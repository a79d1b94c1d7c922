// MCP Server
//
// This module implements the MCP (Model Context Protocol) JSON-RPC dispatch
// shared by both transports, and the HTTP transport using axum.

use super::handlers::ToolHandler;
use super::protocol::{
    error_codes, JsonRpcError, JsonRpcRequest, JsonRpcResponse, MCP_PROTOCOL_VERSION,
};
use crate::suggest::LibrarySuggester;
use anyhow::Context;
use axum::{
    extract::State,
    http::StatusCode,
    response::{IntoResponse, Json, Response},
    routing::{get, post},
    Router,
};
use serde_json::Value;
use std::net::SocketAddr;
use std::sync::Arc;
use tracing::{debug, info, warn};

/// Name reported in `initialize` and `/health`
pub const SERVER_NAME: &str = "lesuggestion";

/// State shared by every request
pub struct McpState {
    suggester: LibrarySuggester,
    handlers: Vec<ToolHandler>,
}

impl McpState {
    /// Create state exposing every tool over `suggester`
    pub fn new(suggester: LibrarySuggester) -> Self {
        Self {
            suggester,
            handlers: ToolHandler::all(),
        }
    }

    /// The suggester tools run against
    pub fn suggester(&self) -> &LibrarySuggester {
        &self.suggester
    }

    /// Registered tool handlers
    pub fn handlers(&self) -> &[ToolHandler] {
        &self.handlers
    }
}

/// MCP Server configuration
#[derive(Clone, Debug)]
pub struct McpServerConfig {
    /// Address to bind the server to
    pub bind_address: SocketAddr,

    /// Whether to enable CORS for all origins
    pub enable_cors: bool,
}

impl Default for McpServerConfig {
    fn default() -> Self {
        Self {
            bind_address: SocketAddr::from(([127, 0, 0, 1], crate::config::DEFAULT_PORT)),
            enable_cors: true,
        }
    }
}

/// MCP HTTP server
pub struct McpServer {
    /// Configuration for the server
    pub config: McpServerConfig,
    state: Arc<McpState>,
}

impl McpServer {
    /// Create a new MCP server instance
    ///
    /// # Example
    ///
    /// ```ignore
    /// let suggester = LibrarySuggester::new(Arc::new(store));
    /// let server = McpServer::new(McpServerConfig::default(), suggester);
    /// server.run().await?;
    /// ```
    pub fn new(config: McpServerConfig, suggester: LibrarySuggester) -> Self {
        info!("MCP server initialized");
        Self {
            config,
            state: Arc::new(McpState::new(suggester)),
        }
    }

    /// Create MCP server bound to `bind_address`
    pub fn with_address(bind_address: SocketAddr, suggester: LibrarySuggester) -> Self {
        let config = McpServerConfig {
            bind_address,
            ..Default::default()
        };
        Self::new(config, suggester)
    }

    /// Run the MCP server
    ///
    /// Starts the axum HTTP server and handles incoming requests.
    /// This function will block until the server is shut down.
    pub async fn run(self) -> anyhow::Result<()> {
        let bind_address = self.config.bind_address;
        let router = self.router();

        info!("Starting MCP server on {}", bind_address);

        let listener = tokio::net::TcpListener::bind(bind_address)
            .await
            .with_context(|| format!("Failed to bind {}", bind_address))?;

        axum::serve(listener, router).await.context("Server error")?;

        Ok(())
    }

    /// Build the HTTP router
    pub fn router(&self) -> Router {
        let router = Router::new()
            .route("/mcp", post(json_rpc_handler))
            .route("/mcp/tools/list", get(list_tools_handler))
            .route("/health", get(health_check_handler));

        let router = if self.config.enable_cors {
            router.layer(tower_http::cors::CorsLayer::very_permissive())
        } else {
            router
        };

        router
            .layer(tower_http::trace::TraceLayer::new_for_http())
            .with_state(self.state.clone())
    }
}

/// Parse and dispatch one raw JSON-RPC message
///
/// Returns `None` for notifications (requests without an `id`).
pub async fn handle_message(state: &McpState, payload: &str) -> Option<JsonRpcResponse> {
    match serde_json::from_str::<JsonRpcRequest>(payload) {
        Ok(request) => handle_request(state, request).await,
        Err(e) => {
            warn!("Failed to parse JSON-RPC request: {}", e);
            Some(JsonRpcResponse::error(
                Value::Null,
                JsonRpcError::parse_error(e.to_string()),
            ))
        }
    }
}

/// Dispatch a parsed JSON-RPC request
///
/// Returns `None` for notifications.
pub async fn handle_request(state: &McpState, request: JsonRpcRequest) -> Option<JsonRpcResponse> {
    debug!("Received JSON-RPC request: method={}", request.method);
    let id = request.id.clone();
    let is_notification = request.is_notification();

    if let Err(e) = request.validate() {
        warn!("Invalid JSON-RPC request: {}", e);
        return (!is_notification).then(|| JsonRpcResponse::error(id, e));
    }

    let result = match request.method.as_str() {
        "initialize" => Ok(initialize_result()),
        "notifications/initialized" => Ok(serde_json::json!({})),
        "tools/list" => Ok(list_tools_json(state.handlers())),
        "tools/call" => handle_tool_call(state, &request).await,
        _ => Err(JsonRpcError::method_not_found(request.method.clone())),
    };

    if is_notification {
        return None;
    }

    if let Err(e) = &result {
        warn!("Request failed: {}", e);
    }
    Some(JsonRpcResponse::from_result(id, result))
}

/// Server capabilities returned from `initialize`
pub fn initialize_result() -> Value {
    serde_json::json!({
        "protocolVersion": MCP_PROTOCOL_VERSION,
        "capabilities": {
            "tools": {}
        },
        "serverInfo": {
            "name": SERVER_NAME,
            "version": super::VERSION
        }
    })
}

/// Handle tool call requests
///
/// Argument errors and unknown tools are JSON-RPC errors. Any other tool
/// failure is reported in the MCP content envelope with `isError: true`.
pub async fn handle_tool_call(
    state: &McpState,
    req: &JsonRpcRequest,
) -> Result<Value, JsonRpcError> {
    let tool_call = req.extract_tool_call()?;
    debug!("Tool call: name={}", tool_call.name);

    let handler = state
        .handlers()
        .iter()
        .find(|h| h.name() == tool_call.name)
        .ok_or_else(|| JsonRpcError::method_not_found(tool_call.name.clone()))?;

    match handler.execute(state.suggester(), tool_call.arguments).await {
        Ok(value) => Ok(serde_json::json!({
            "content": [
                {
                    "type": "text",
                    "text": serde_json::to_string_pretty(&value)
                        .unwrap_or_else(|_| "Error serializing result".to_string())
                }
            ],
            "isError": false
        })),
        Err(e) if e.code == error_codes::INVALID_PARAMS => Err(e),
        Err(e) => {
            warn!("Tool execution failed: {}", e);
            Ok(serde_json::json!({
                "content": [
                    {
                        "type": "text",
                        "text": format!("Error: {}", e.message)
                    }
                ],
                "isError": true
            }))
        }
    }
}

/// List tools as JSON
pub fn list_tools_json(handlers: &[ToolHandler]) -> Value {
    let tools: Vec<_> = handlers
        .iter()
        .map(|handler| {
            serde_json::json!({
                "name": handler.name(),
                "description": handler.description(),
                "inputSchema": handler.argument_schema()
            })
        })
        .collect();

    serde_json::json!({ "tools": tools })
}

/// JSON-RPC request handler
async fn json_rpc_handler(State(state): State<Arc<McpState>>, body: String) -> Response {
    match handle_message(&state, &body).await {
        Some(response) => Json(response).into_response(),
        None => StatusCode::ACCEPTED.into_response(),
    }
}

/// List tools handler
async fn list_tools_handler(State(state): State<Arc<McpState>>) -> Json<Value> {
    Json(list_tools_json(state.handlers()))
}

/// Health check handler
async fn health_check_handler() -> Json<Value> {
    Json(serde_json::json!({
        "status": "ok",
        "service": SERVER_NAME,
        "version": super::VERSION
    }))
}
// Configuration
//
// *La Configuration* (The Configuration) - Settings for the suggester, its store and server

use crate::suggest::{DEFAULT_MAX_RESULTS, MAX_RESULTS_LIMIT};
use serde::{Deserialize, Serialize};
use std::fs;
use std::path::{Path, PathBuf};
use std::time::Duration;

/// Default configuration file name
pub const DEFAULT_CONFIG_FILE: &str = ".lesuggestion/config.toml";

/// Default database path, relative to the working directory
pub const DEFAULT_DB_PATH: &str = ".lesuggestion/store.db";

/// Default port for the HTTP MCP server
pub const DEFAULT_PORT: u16 = 47269;

/// Environment variable overriding the server port
pub const PORT_ENV_VAR: &str = "LESUGGESTION_PORT";

/// Top-level configuration
#[derive(Debug, Clone, Serialize, Deserialize, Default, PartialEq)]
#[serde(default)]
pub struct Config {
    /// Ranking settings
    pub suggest: SuggestConfig,

    /// Document store settings
    pub store: StoreConfig,

    /// MCP server settings
    pub server: ServerConfig,
}

impl Config {
    /// Load configuration from `path`, or from [`DEFAULT_CONFIG_FILE`]
    ///
    /// A missing file yields the default configuration. The loaded values
    /// are validated before being returned.
    pub fn load(path: Option<&Path>) -> Result<Self, ConfigError> {
        let config_path = path
            .map(Path::to_path_buf)
            .unwrap_or_else(|| PathBuf::from(DEFAULT_CONFIG_FILE));

        if !config_path.exists() {
            if path.is_some() {
                return Err(ConfigError::Invalid(format!(
                    "Config file not found: {}",
                    config_path.display()
                )));
            }
            return Ok(Config::default());
        }

        let content = fs::read_to_string(&config_path)?;
        let config = Self::from_toml(&content)?;
        Ok(config)
    }

    /// Parse and validate configuration from TOML text
    pub fn from_toml(content: &str) -> Result<Self, ConfigError> {
        let config: Config =
            toml::from_str(content).map_err(|e| ConfigError::Parse(e.to_string()))?;
        config.validate()?;
        Ok(config)
    }

    /// Write configuration as TOML, creating parent directories
    pub fn save(&self, path: &Path) -> Result<(), ConfigError> {
        if let Some(parent) = path.parent() {
            fs::create_dir_all(parent)?;
        }
        let toml_string =
            toml::to_string_pretty(self).map_err(|e| ConfigError::Serialization(e.to_string()))?;
        fs::write(path, toml_string)?;
        Ok(())
    }

    /// Check value ranges
    pub fn validate(&self) -> Result<(), ConfigError> {
        let max = self.suggest.default_max_results;
        if !(1..=MAX_RESULTS_LIMIT).contains(&max) {
            return Err(ConfigError::Invalid(format!(
                "suggest.default_max_results must be between 1 and {}, got {}",
                MAX_RESULTS_LIMIT, max
            )));
        }
        if self.suggest.search_timeout_ms == Some(0) {
            return Err(ConfigError::Invalid(
                "suggest.search_timeout_ms must be positive; omit it to disable the timeout"
                    .to_string(),
            ));
        }
        Ok(())
    }
}

/// Ranking settings
#[derive(Debug, Clone, Serialize, Deserialize, PartialEq)]
#[serde(default)]
pub struct SuggestConfig {
    /// Results returned when a request gives no maximum
    pub default_max_results: usize,

    /// Per-library search budget in milliseconds
    pub search_timeout_ms: Option<u64>,
}

impl Default for SuggestConfig {
    fn default() -> Self {
        Self {
            default_max_results: DEFAULT_MAX_RESULTS,
            search_timeout_ms: None,
        }
    }
}

impl SuggestConfig {
    /// Per-library search timeout, if configured
    pub fn search_timeout(&self) -> Option<Duration> {
        self.search_timeout_ms.map(Duration::from_millis)
    }
}

/// Document store settings
#[derive(Debug, Clone, Serialize, Deserialize, PartialEq)]
#[serde(default)]
pub struct StoreConfig {
    /// SQLite database path
    pub db_path: PathBuf,
}

impl Default for StoreConfig {
    fn default() -> Self {
        Self {
            db_path: PathBuf::from(DEFAULT_DB_PATH),
        }
    }
}

/// MCP HTTP server settings
#[derive(Debug, Clone, Serialize, Deserialize, PartialEq)]
#[serde(default)]
pub struct ServerConfig {
    /// Host to bind
    pub host: String,

    /// Port to listen on
    pub port: u16,
}

impl Default for ServerConfig {
    fn default() -> Self {
        Self {
            host: "127.0.0.1".to_string(),
            port: DEFAULT_PORT,
        }
    }
}

impl ServerConfig {
    /// Port after applying the [`PORT_ENV_VAR`] override
    pub fn effective_port(&self) -> u16 {
        std::env::var(PORT_ENV_VAR)
            .ok()
            .and_then(|p| p.parse::<u16>().ok())
            .unwrap_or(self.port)
    }
}

/// Configuration error
#[derive(Debug, thiserror::Error)]
pub enum ConfigError {
    /// Input/Output error during configuration file handling
    #[error("IO error: {0}")]
    Io(#[from] std::io::Error),

    /// Failed to serialize configuration to TOML
    #[error("Serialization error: {0}")]
    Serialization(String),

    /// Failed to parse configuration from file
    #[error("Parse error: {0}")]
    Parse(String),

    /// The configuration contains invalid values or settings
    #[error("Invalid configuration: {0}")]
    Invalid(String),
}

——

*PROBLEM REQUIREMENTS*
Reproduce only what lies between the start of the listing above and the end of the line containing "Registered tool handlers", keeping every line exact.

*OUTPUT*
repository a79d1b94c1d7c922
// MCP Server
//
// This module implements the MCP (Model Context Protocol) JSON-RPC dispatch
// shared by both transports, and the HTTP transport using axum.

use super::handlers::ToolHandler;
use super::protocol::{
    error_codes, JsonRpcError, JsonRpcRequest, JsonRpcResponse, MCP_PROTOCOL_VERSION,
};
use crate::suggest::LibrarySuggester;
use anyhow::Context;
use axum::{
    extract::State,
    http::StatusCode,
    response::{IntoResponse, Json, Response},
    routing::{get, post},
    Router,
};
use serde_json::Value;
use std::net::SocketAddr;
use std::sync::Arc;
use tracing::{debug, info, warn};

/// Name reported in `initialize` and `/health`
pub const SERVER_NAME: &str = "lesuggestion";

/// State shared by every request
pub struct McpState {
    suggester: LibrarySuggester,
    handlers: Vec<ToolHandler>,
}

impl McpState {
    /// Create state exposing every tool over `suggester`
    pub fn new(suggester: LibrarySuggester) -> Self {
        Self {
            suggester,
            handlers: ToolHandler::all(),
        }
    }

    /// The suggester tools run against
    pub fn suggester(&self) -> &LibrarySuggester {
        &self.suggester
    }

    /// Registered tool handlers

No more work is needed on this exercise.